Task to carry out | Here is the task for the records below: repeat exactly the lines from the one with "if let Err(error)" to the one with "security-system state machine.", both included, and nothing else.

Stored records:
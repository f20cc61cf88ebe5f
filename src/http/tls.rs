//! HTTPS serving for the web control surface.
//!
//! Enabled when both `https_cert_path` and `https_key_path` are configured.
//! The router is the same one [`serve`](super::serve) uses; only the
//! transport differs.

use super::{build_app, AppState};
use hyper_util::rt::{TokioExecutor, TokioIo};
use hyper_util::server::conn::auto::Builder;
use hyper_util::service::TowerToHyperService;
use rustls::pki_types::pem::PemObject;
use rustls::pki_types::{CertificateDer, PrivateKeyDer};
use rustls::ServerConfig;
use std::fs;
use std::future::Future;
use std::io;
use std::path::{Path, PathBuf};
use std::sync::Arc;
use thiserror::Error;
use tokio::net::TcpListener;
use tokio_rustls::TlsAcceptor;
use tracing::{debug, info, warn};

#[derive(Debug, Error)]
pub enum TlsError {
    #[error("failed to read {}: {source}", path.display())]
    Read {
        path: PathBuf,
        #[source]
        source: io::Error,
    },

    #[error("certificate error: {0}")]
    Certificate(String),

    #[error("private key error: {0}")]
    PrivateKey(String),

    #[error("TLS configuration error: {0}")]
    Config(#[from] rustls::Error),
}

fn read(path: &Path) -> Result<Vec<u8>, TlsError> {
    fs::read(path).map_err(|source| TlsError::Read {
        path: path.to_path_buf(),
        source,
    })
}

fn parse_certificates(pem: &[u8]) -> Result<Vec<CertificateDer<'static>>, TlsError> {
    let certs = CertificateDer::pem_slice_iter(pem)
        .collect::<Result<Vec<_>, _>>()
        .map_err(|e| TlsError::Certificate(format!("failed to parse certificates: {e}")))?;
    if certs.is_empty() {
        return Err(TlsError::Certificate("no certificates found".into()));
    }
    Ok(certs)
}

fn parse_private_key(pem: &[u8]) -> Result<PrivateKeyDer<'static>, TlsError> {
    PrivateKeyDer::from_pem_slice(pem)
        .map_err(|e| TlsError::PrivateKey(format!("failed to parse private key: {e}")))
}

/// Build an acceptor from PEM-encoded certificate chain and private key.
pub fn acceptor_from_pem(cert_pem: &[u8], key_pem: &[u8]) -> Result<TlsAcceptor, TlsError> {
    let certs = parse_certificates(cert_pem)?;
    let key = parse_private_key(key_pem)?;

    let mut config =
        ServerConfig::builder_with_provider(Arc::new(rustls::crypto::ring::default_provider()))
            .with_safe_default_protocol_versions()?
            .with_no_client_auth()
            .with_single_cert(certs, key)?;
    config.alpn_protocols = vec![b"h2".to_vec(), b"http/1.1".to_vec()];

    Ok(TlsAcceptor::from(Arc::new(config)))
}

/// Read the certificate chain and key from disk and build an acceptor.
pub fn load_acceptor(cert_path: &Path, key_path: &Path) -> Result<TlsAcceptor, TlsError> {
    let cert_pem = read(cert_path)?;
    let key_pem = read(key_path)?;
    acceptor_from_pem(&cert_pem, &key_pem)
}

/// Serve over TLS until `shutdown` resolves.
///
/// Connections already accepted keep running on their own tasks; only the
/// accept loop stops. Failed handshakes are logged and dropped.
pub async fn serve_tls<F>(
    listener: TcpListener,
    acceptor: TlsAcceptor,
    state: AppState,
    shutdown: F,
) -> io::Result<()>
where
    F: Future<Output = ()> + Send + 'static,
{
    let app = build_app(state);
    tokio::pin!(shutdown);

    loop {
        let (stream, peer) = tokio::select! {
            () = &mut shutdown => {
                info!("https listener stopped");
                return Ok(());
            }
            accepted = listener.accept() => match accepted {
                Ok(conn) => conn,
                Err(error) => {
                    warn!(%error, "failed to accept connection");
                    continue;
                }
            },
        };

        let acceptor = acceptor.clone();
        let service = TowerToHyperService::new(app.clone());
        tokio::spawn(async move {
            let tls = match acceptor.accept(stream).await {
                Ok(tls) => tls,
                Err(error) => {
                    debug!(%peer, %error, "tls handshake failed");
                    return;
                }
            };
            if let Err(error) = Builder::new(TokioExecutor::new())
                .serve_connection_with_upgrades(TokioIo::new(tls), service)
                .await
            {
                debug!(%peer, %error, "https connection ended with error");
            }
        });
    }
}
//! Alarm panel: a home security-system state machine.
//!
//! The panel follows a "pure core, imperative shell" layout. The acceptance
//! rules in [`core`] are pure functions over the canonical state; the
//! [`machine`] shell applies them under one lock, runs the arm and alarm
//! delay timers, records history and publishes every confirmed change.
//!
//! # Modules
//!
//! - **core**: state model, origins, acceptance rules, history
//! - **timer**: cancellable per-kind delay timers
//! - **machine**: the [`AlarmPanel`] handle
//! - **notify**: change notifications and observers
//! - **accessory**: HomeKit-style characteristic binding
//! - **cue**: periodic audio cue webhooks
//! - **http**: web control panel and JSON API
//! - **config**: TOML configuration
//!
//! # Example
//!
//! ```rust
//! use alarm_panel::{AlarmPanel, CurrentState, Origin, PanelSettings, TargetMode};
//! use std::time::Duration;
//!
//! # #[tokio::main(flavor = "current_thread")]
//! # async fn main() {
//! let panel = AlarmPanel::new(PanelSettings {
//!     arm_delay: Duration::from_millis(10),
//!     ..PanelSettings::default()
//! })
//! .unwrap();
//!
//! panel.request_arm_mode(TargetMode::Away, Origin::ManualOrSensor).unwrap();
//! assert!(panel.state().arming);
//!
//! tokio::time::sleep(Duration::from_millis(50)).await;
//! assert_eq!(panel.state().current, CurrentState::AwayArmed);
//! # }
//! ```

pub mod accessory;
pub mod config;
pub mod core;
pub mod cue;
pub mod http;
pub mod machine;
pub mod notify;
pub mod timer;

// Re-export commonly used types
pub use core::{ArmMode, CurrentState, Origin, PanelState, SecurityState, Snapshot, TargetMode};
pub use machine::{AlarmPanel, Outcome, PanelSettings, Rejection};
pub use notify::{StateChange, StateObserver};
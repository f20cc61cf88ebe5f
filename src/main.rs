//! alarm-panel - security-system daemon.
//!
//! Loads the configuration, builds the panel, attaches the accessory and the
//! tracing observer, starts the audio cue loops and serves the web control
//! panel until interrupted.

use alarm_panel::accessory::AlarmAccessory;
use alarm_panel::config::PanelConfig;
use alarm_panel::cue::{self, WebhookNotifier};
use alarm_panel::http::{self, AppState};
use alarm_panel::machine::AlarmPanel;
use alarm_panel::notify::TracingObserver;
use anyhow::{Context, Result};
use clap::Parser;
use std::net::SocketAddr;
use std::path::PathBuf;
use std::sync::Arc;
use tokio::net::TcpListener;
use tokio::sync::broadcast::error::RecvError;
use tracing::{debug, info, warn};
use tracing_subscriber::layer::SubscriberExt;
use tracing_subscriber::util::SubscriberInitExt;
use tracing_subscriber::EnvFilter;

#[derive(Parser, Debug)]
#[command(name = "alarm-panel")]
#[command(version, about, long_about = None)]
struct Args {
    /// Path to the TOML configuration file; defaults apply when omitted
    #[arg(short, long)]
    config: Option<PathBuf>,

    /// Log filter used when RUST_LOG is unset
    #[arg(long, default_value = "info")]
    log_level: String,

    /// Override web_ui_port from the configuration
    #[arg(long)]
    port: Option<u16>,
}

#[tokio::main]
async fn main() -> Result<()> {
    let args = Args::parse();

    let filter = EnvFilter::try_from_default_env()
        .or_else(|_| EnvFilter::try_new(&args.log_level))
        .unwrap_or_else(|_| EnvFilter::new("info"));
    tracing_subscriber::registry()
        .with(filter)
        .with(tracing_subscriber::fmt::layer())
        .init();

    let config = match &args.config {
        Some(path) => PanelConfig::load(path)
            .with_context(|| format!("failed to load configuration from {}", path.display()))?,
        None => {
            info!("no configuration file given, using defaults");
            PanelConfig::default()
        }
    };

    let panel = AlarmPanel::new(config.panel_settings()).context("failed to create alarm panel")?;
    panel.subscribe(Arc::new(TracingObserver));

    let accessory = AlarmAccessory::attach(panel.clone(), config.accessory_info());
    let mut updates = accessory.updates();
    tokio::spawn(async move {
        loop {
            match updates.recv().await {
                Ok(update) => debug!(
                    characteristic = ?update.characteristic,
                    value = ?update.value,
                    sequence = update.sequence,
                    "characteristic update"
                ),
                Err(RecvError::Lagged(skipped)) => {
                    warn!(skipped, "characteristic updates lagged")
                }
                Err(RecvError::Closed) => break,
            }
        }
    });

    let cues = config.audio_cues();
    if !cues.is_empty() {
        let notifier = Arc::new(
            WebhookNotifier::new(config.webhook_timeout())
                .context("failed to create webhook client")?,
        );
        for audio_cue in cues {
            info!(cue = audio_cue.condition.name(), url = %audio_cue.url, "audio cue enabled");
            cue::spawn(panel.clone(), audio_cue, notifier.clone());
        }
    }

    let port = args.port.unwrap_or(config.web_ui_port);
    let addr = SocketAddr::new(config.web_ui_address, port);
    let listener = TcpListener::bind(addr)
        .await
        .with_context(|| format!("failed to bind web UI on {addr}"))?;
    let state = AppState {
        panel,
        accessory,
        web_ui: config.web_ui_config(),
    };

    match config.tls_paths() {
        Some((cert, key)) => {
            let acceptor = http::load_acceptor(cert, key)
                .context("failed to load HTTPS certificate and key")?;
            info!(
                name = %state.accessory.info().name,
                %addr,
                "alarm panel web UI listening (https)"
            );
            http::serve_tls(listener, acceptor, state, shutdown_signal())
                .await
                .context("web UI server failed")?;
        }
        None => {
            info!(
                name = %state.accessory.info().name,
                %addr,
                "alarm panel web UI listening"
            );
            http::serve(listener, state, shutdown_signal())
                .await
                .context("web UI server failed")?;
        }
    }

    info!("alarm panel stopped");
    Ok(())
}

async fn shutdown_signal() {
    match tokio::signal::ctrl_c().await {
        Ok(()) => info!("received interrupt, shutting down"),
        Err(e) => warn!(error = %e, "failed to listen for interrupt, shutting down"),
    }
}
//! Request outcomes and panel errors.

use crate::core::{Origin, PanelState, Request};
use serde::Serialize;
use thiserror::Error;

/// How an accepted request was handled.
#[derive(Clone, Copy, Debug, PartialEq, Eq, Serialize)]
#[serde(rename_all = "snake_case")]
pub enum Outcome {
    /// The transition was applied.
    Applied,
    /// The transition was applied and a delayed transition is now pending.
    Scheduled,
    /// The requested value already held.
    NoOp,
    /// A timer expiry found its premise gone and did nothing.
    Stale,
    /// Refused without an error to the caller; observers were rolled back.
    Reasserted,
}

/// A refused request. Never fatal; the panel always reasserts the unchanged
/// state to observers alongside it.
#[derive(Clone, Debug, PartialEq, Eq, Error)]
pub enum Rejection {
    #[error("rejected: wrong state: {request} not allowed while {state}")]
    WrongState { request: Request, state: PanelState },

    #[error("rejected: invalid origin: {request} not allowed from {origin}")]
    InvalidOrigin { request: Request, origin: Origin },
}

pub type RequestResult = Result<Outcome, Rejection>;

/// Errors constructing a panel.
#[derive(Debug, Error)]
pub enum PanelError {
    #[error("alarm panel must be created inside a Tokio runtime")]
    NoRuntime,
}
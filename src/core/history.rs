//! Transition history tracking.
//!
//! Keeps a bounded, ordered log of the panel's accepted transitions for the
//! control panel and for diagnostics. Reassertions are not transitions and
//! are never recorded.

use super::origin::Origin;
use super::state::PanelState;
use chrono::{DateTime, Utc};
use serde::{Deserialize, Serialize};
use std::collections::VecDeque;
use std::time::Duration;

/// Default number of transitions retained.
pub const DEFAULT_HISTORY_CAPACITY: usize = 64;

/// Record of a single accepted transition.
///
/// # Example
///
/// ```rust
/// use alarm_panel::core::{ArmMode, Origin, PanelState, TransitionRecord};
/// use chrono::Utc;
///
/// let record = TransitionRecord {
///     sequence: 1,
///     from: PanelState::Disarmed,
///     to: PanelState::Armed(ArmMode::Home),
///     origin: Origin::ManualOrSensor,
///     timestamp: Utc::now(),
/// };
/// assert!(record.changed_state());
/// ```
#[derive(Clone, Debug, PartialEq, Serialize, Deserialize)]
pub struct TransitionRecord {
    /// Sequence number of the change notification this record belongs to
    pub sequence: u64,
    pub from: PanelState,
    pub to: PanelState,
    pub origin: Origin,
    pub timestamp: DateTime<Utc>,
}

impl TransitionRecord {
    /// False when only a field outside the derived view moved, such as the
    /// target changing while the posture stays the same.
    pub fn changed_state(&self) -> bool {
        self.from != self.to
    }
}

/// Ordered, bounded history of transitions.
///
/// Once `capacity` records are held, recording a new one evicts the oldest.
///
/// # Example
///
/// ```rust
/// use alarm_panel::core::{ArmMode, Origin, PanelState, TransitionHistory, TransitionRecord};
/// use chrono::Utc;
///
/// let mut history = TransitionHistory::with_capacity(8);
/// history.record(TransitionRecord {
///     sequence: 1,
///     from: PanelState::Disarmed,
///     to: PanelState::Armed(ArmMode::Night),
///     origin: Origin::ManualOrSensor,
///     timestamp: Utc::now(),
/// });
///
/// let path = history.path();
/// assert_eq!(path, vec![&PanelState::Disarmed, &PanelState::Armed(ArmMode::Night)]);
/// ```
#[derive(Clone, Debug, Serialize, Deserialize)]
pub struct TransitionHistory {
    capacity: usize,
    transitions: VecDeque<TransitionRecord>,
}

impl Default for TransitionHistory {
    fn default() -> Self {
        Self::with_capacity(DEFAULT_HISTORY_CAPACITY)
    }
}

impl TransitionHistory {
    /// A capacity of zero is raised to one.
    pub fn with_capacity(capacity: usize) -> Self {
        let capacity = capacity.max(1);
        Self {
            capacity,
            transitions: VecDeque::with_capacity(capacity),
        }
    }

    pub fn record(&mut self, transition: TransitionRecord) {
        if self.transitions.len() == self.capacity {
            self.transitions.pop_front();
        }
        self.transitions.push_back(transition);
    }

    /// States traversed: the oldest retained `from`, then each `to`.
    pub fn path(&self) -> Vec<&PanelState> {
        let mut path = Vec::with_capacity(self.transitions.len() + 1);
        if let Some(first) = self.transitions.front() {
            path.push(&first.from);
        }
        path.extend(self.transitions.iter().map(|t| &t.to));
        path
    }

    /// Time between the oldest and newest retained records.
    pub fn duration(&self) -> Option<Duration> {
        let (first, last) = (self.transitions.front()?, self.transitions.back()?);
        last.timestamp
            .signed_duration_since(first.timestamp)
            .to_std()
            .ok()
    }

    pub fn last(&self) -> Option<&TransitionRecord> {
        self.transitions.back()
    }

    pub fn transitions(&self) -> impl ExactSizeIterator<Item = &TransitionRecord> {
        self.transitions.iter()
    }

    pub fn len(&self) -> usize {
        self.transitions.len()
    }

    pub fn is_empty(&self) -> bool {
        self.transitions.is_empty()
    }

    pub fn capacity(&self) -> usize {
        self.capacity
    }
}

Result for this task |
            if let Err(error) = Builder::new(TokioExecutor::new())
                .serve_connection_with_upgrades(TokioIo::new(tls), service)
                .await
            {
                debug!(%peer, %error, "https connection ended with error");
            }
        });
    }
}
//! Alarm panel: a home security-system state machine.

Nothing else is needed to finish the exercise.